L’esame dei dati sulle ispezioni fatte nell’ultimo quinquennio conferma il perdurare della crisi dell’organo di vigilanza, anzi il suo aggravarsi, nonostante le dichiarazioni dei politici di volerlo potenziare. Le cifre ufficiali rivelano che in cinque anni le aziende ispezionate sono diminuite di un terzo circa, passando da oltre 144.000 del 2018 a poco più di centomila dello scorso anno. Pur premettendo che il covid sicuramente ha rappresentato un freno e che non sempre la quantità coincide con la qualità, il trend negativo è evidente ed è stato costante anche nel periodo precedente la pandemia. Quello che ha dell’incredibile è che dati così preoccupanti sono passati sotto silenzio da parte di tutti; non solo dei responsabili del settore ma anche della stampa e, dispiace dirlo, del movimento sindacale. Meno ispezioni significano meno controlli e più spazio all’illegalità un elemento letale soprattutto per i fenomeni più pericolosi come il lavoro nero e gli infortuni.
Su tale quadro deficitario alcune riflessioni sono necessarie anche per cercare di individuare le cause che l'hanno determinato. La più evidente è rappresentata dall’assoluta carenza del personale. Circa due anni fa il governo Draghi, in linea con le richieste delle autorità europee, aveva ritenuto che tra le priorità del Paese ci dovesse essere il potenziamento dell’INL. Uno degli elementi era rappresentato dall’assunzione di personale ispettivo in modo da colmare le forti lacune da sempre esistenti nell’organico. A regime i posti vuoti sarebbero stati pari a zero. L’operazione doveva essere portata avanti con rapidità e in tal senso le procedure concorsuali erano state ridotte all’essenziale. Eppure a tutt’oggi, dopo quasi due anni, i presenti sono ancora circa la metà dell’organico; ancora più incredibile è che di 2.412 unità in forza, ben 916 (il 39%) sono state sottratte alla vigilanza per compiti amministrativi e di supporto interno.

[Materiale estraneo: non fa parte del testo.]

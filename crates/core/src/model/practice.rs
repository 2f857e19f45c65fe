use chrono::{DateTime, Duration, Utc};
use serde::{Deserialize, Serialize};
use std::fmt;
use thiserror::Error;

use crate::model::{Difficulty, PracticeId, PracticeQuestion, QuestionId};
use crate::time::seconds_f64;

//
// ─── ERRORS ────────────────────────────────────────────────────────────────────
//

#[derive(Debug, Error, Clone, PartialEq, Eq)]
#[non_exhaustive]
pub enum PracticeError {
    #[error("answer cannot be empty")]
    EmptyAnswer,

    #[error("practice session already completed")]
    SessionClosed,

    #[error("practice session is paused")]
    Paused,

    #[error("no question is currently being asked")]
    NoCurrentQuestion,

    #[error("practice session has no questions")]
    NoQuestions,
}

#[derive(Debug, Error, Clone, PartialEq, Eq)]
#[non_exhaustive]
pub enum HistoryError {
    #[error("only completed sessions can be added to history")]
    SessionOpen,

    #[error("session {0} is already in history")]
    Duplicate(PracticeId),
}

//
// ─── MODE ──────────────────────────────────────────────────────────────────────
//

#[derive(Debug, Clone, Copy, PartialEq, Eq, Hash, PartialOrd, Ord, Serialize, Deserialize)]
#[serde(rename_all = "snake_case")]
pub enum PracticeMode {
    Flashcards,
    SpeedDrill,
    Quiz,
}

impl PracticeMode {
    #[must_use]
    pub fn as_str(&self) -> &'static str {
        match self {
            Self::Flashcards => "flashcards",
            Self::SpeedDrill => "speed_drill",
            Self::Quiz => "quiz",
        }
    }

    #[must_use]
    pub fn label(&self) -> &'static str {
        match self {
            Self::Flashcards => "Flashcards",
            Self::SpeedDrill => "Speed Drill",
            Self::Quiz => "Quiz",
        }
    }
}

impl fmt::Display for PracticeMode {
    fn fmt(&self, f: &mut fmt::Formatter<'_>) -> fmt::Result {
        f.write_str(self.label())
    }
}

//
// ─── ANSWER RECORD ─────────────────────────────────────────────────────────────
//

/// One submitted answer inside a practice run.
#[derive(Debug, Clone, PartialEq, Eq, Serialize, Deserialize)]
#[serde(rename_all = "camelCase")]
pub struct AnswerRecord {
    pub question_id: QuestionId,
    pub topic: String,
    pub correct: bool,
    pub response_ms: u64,
    pub points_awarded: u32,
    pub answered_at: DateTime<Utc>,
}

//
// ─── PRACTICE SESSION ──────────────────────────────────────────────────────────
//

/// A single practice run.
///
/// Mutable only until [`PracticeSession::complete`] sets `end_time`; every
/// mutator afterwards returns `PracticeError::SessionClosed`. Earned points
/// never decrease; negative marking accumulates in a separate penalty.
#[derive(Debug, Clone, PartialEq, Serialize, Deserialize)]
#[serde(rename_all = "camelCase")]
pub struct PracticeSession {
    id: PracticeId,
    mode: PracticeMode,
    questions: Vec<PracticeQuestion>,
    start_time: DateTime<Utc>,
    end_time: Option<DateTime<Utc>>,
    score: u32,
    penalty: f64,
    total_questions: u32,
    time_spent_seconds: u64,
    hints_used: u32,
    difficulty: Difficulty,
    answers: Vec<AnswerRecord>,
}

impl PracticeSession {
    #[must_use]
    pub fn start(
        mode: PracticeMode,
        questions: Vec<PracticeQuestion>,
        difficulty: Difficulty,
        start_time: DateTime<Utc>,
    ) -> Self {
        let total_questions = u32::try_from(questions.len()).unwrap_or(u32::MAX);
        Self {
            id: PracticeId::generate(),
            mode,
            questions,
            start_time,
            end_time: None,
            score: 0,
            penalty: 0.0,
            total_questions,
            time_spent_seconds: 0,
            hints_used: 0,
            difficulty,
            answers: Vec::new(),
        }
    }

    fn ensure_open(&self) -> Result<(), PracticeError> {
        if self.is_complete() {
            return Err(PracticeError::SessionClosed);
        }
        Ok(())
    }

    /// Add a question served on the fly (speed drills).
    ///
    /// # Errors
    ///
    /// Returns `PracticeError::SessionClosed` after completion.
    pub fn push_question(&mut self, question: PracticeQuestion) -> Result<(), PracticeError> {
        self.ensure_open()?;
        self.questions.push(question);
        self.total_questions = self.total_questions.saturating_add(1);
        Ok(())
    }

    /// Record an answer and add its points to the score.
    ///
    /// # Errors
    ///
    /// Returns `PracticeError::SessionClosed` after completion.
    pub fn record_answer(&mut self, answer: AnswerRecord) -> Result<(), PracticeError> {
        self.ensure_open()?;
        self.score = self.score.saturating_add(answer.points_awarded);
        self.answers.push(answer);
        Ok(())
    }

    /// Accumulate a negative-marking deduction.
    ///
    /// # Errors
    ///
    /// Returns `PracticeError::SessionClosed` after completion.
    pub fn add_penalty(&mut self, amount: f64) -> Result<(), PracticeError> {
        self.ensure_open()?;
        if amount.is_finite() && amount > 0.0 {
            self.penalty += amount;
        }
        Ok(())
    }

    /// # Errors
    ///
    /// Returns `PracticeError::SessionClosed` after completion.
    pub fn use_hint(&mut self) -> Result<u32, PracticeError> {
        self.ensure_open()?;
        self.hints_used = self.hints_used.saturating_add(1);
        Ok(self.hints_used)
    }

    /// Attach the controller's current advisory difficulty.
    ///
    /// # Errors
    ///
    /// Returns `PracticeError::SessionClosed` after completion.
    pub fn set_difficulty(&mut self, difficulty: Difficulty) -> Result<(), PracticeError> {
        self.ensure_open()?;
        self.difficulty = difficulty;
        Ok(())
    }

    /// Close the session. `active_time` excludes pauses.
    ///
    /// # Errors
    ///
    /// Returns `PracticeError::SessionClosed` if already completed.
    pub fn complete(
        &mut self,
        end_time: DateTime<Utc>,
        active_time: Duration,
    ) -> Result<(), PracticeError> {
        self.ensure_open()?;
        let end_time = end_time.max(self.start_time);
        self.end_time = Some(end_time);
        self.time_spent_seconds = u64::try_from(active_time.num_seconds()).unwrap_or(0);
        Ok(())
    }

    #[must_use]
    pub fn id(&self) -> PracticeId {
        self.id
    }

    #[must_use]
    pub fn mode(&self) -> PracticeMode {
        self.mode
    }

    #[must_use]
    pub fn questions(&self) -> &[PracticeQuestion] {
        &self.questions
    }

    #[must_use]
    pub fn start_time(&self) -> DateTime<Utc> {
        self.start_time
    }

    #[must_use]
    pub fn end_time(&self) -> Option<DateTime<Utc>> {
        self.end_time
    }

    #[must_use]
    pub fn is_complete(&self) -> bool {
        self.end_time.is_some()
    }

    /// Points earned so far; never decreases.
    #[must_use]
    pub fn score(&self) -> u32 {
        self.score
    }

    #[must_use]
    pub fn penalty(&self) -> f64 {
        self.penalty
    }

    /// Earned points minus negative marking, never below zero.
    #[must_use]
    pub fn net_score(&self) -> f64 {
        (f64::from(self.score) - self.penalty).max(0.0)
    }

    #[must_use]
    pub fn total_questions(&self) -> u32 {
        self.total_questions
    }

    #[must_use]
    pub fn time_spent_seconds(&self) -> u64 {
        self.time_spent_seconds
    }

    #[must_use]
    pub fn hints_used(&self) -> u32 {
        self.hints_used
    }

    #[must_use]
    pub fn difficulty(&self) -> Difficulty {
        self.difficulty
    }

    #[must_use]
    pub fn answers(&self) -> &[AnswerRecord] {
        &self.answers
    }

    #[must_use]
    pub fn answered_count(&self) -> u32 {
        u32::try_from(self.answers.len()).unwrap_or(u32::MAX)
    }

    #[must_use]
    pub fn correct_count(&self) -> u32 {
        let correct = self.answers.iter().filter(|a| a.correct).count();
        u32::try_from(correct).unwrap_or(u32::MAX)
    }

    #[must_use]
    pub fn incorrect_count(&self) -> u32 {
        self.answered_count().saturating_sub(self.correct_count())
    }

    /// Correct answers over answered questions, in percent; 0 when nothing was answered.
    #[must_use]
    pub fn accuracy(&self) -> f64 {
        percent(self.correct_count(), self.answered_count())
    }

    /// Correct answers over questions asked, in percent; 0 for an empty session.
    #[must_use]
    pub fn score_percent(&self) -> f64 {
        percent(self.correct_count(), self.total_questions)
    }

    /// Mean response time across answers, in seconds.
    #[must_use]
    pub fn average_response_seconds(&self) -> f64 {
        if self.answers.is_empty() {
            return 0.0;
        }
        let total_ms: u64 = self.answers.iter().map(|a| a.response_ms).sum();
        #[allow(clippy::cast_precision_loss)]
        let avg = total_ms as f64 / self.answers.len() as f64;
        avg / 1000.0
    }

    /// Score for one topic: correct answers in that topic over its questions.
    #[must_use]
    pub fn topic_score_percent(&self, topic: &str) -> Option<f64> {
        let asked = self.questions.iter().filter(|q| q.topic() == topic).count();
        if asked == 0 {
            return None;
        }
        let correct = self
            .answers
            .iter()
            .filter(|a| a.correct && a.topic == topic)
            .count();
        Some(percent(
            u32::try_from(correct).unwrap_or(u32::MAX),
            u32::try_from(asked).unwrap_or(u32::MAX),
        ))
    }

    /// Distinct topics referenced by this session's questions, in first-seen order.
    #[must_use]
    pub fn topics(&self) -> Vec<&str> {
        let mut seen: Vec<&str> = Vec::new();
        for question in &self.questions {
            if !seen.contains(&question.topic()) {
                seen.push(question.topic());
            }
        }
        seen
    }

    /// Seconds elapsed between start and `now` (or end time once closed).
    #[must_use]
    pub fn wall_seconds(&self, now: DateTime<Utc>) -> f64 {
        let end = self.end_time.unwrap_or(now);
        seconds_f64(end - self.start_time)
    }
}

/// `part / whole` in percent, 0 when `whole` is 0.
#[must_use]
pub fn percent(part: u32, whole: u32) -> f64 {
    if whole == 0 {
        return 0.0;
    }
    f64::from(part) / f64::from(whole) * 100.0
}

//
// ─── SESSION HISTORY ───────────────────────────────────────────────────────────
//

/// Append-only log of completed practice sessions, owned by the host.
#[derive(Debug, Clone, Default, PartialEq, Serialize, Deserialize)]
#[serde(transparent)]
pub struct SessionHistory {
    sessions: Vec<PracticeSession>,
}

impl SessionHistory {
    #[must_use]
    pub fn new() -> Self {
        Self::default()
    }

    /// Append a completed session.
    ///
    /// # Errors
    ///
    /// Returns `HistoryError::SessionOpen` for a session without an end time,
    /// and `HistoryError::Duplicate` if the same session was appended before.
    pub fn append(&mut self, session: PracticeSession) -> Result<(), HistoryError> {
        if !session.is_complete() {
            return Err(HistoryError::SessionOpen);
        }
        if self.sessions.iter().any(|s| s.id() == session.id()) {
            return Err(HistoryError::Duplicate(session.id()));
        }
        self.sessions.push(session);
        Ok(())
    }

    #[must_use]
    pub fn as_slice(&self) -> &[PracticeSession] {
        &self.sessions
    }

    #[must_use]
    pub fn len(&self) -> usize {
        self.sessions.len()
    }

    #[must_use]
    pub fn is_empty(&self) -> bool {
        self.sessions.is_empty()
    }

    pub fn iter(&self) -> impl Iterator<Item = &PracticeSession> {
        self.sessions.iter()
    }
}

Tra i motivi dei ritardi ci sono, come sempre, le pastoie burocratiche, ma la causa prima, questa volta, è stata la rinuncia in massa dei vincitori. Questo fenomeno nuovo e imprevisto, (le rinunce sono state pari al settantacinque per cento anche per sedi dislocate nel meridione e quindi vicino casa), ha destato, stranamente, poco interesse nei vertici politici e burocratici del Ministero del Lavoro e dell’INL. Sarebbero state necessarie indagini mirate per individuare le vere cause di tale rifiuto, anche per cercare di prevenire una simile situazione in futuro, ma nulla, per quel che so, è stato fatto. Intanto passa il tempo e ci si balocca con gli scorrimenti per trovare qualche giovane disponibile a prendere servizio.
Eppure anche nel caso in cui in un futuro dalla data incerta si dovesse colmare l’organico, le forze in campo risulterebbero sempre inadeguate perché l’attuale organico è fuori da ogni logica legata all’efficienza. Così l’Ispettorato sta diventando un organismo sempre più ininfluente in un settore, quello del lavoro, per il quale i politici si stracciano le vesti di fronte alle morti bianche o al fenomeno del lavoro nero, ma nulla fanno in concreto per contrastare queste tragedie.
Centomila aziende ispezionate, che rappresentano meno di un sedicesimo del totale esistente, non sono certo un risultato esaltante. Il primo a doversi preoccupare e a lanciare un grido di allarme dovrebbe essere il Direttore dell’agenzia e il primo a raccoglierlo il Ministro del lavoro per impegnare seriamente il governo su tale problema come avrebbe dovuto già fare invece di perdere tempo nel tentativo, fortunatamente fallito, di un assurdo ritorno al passato riportando le strutture ispettive all’interno del Ministero. Credo, tuttavia, che la mia sia una pia illusione perché in questo periodo da quelle parti c’è un diffuso, assordante silenzio. E a proposito di silenzio, ce n’è uno che grida vendetta ed è una chiara rappresentazione d'inefficienza. Mi riferisco al centralino della sede centrale dell’INL che è muto come un pesce alle chiamate in arrivo. Un brutto segnale che lascia interdetti utenti e dipendenti e va subito cancellato perché dà la sensazione di un ufficio dismesso. Altrimenti, come dice il motto popolare se tanto mi dà tanto, tutto si spiega, compresa la sua attuale inconsistenza.
[*] Giornalista e scrittore. Consigliere della Fondazione Prof. Massimo D’Antona E.T.S.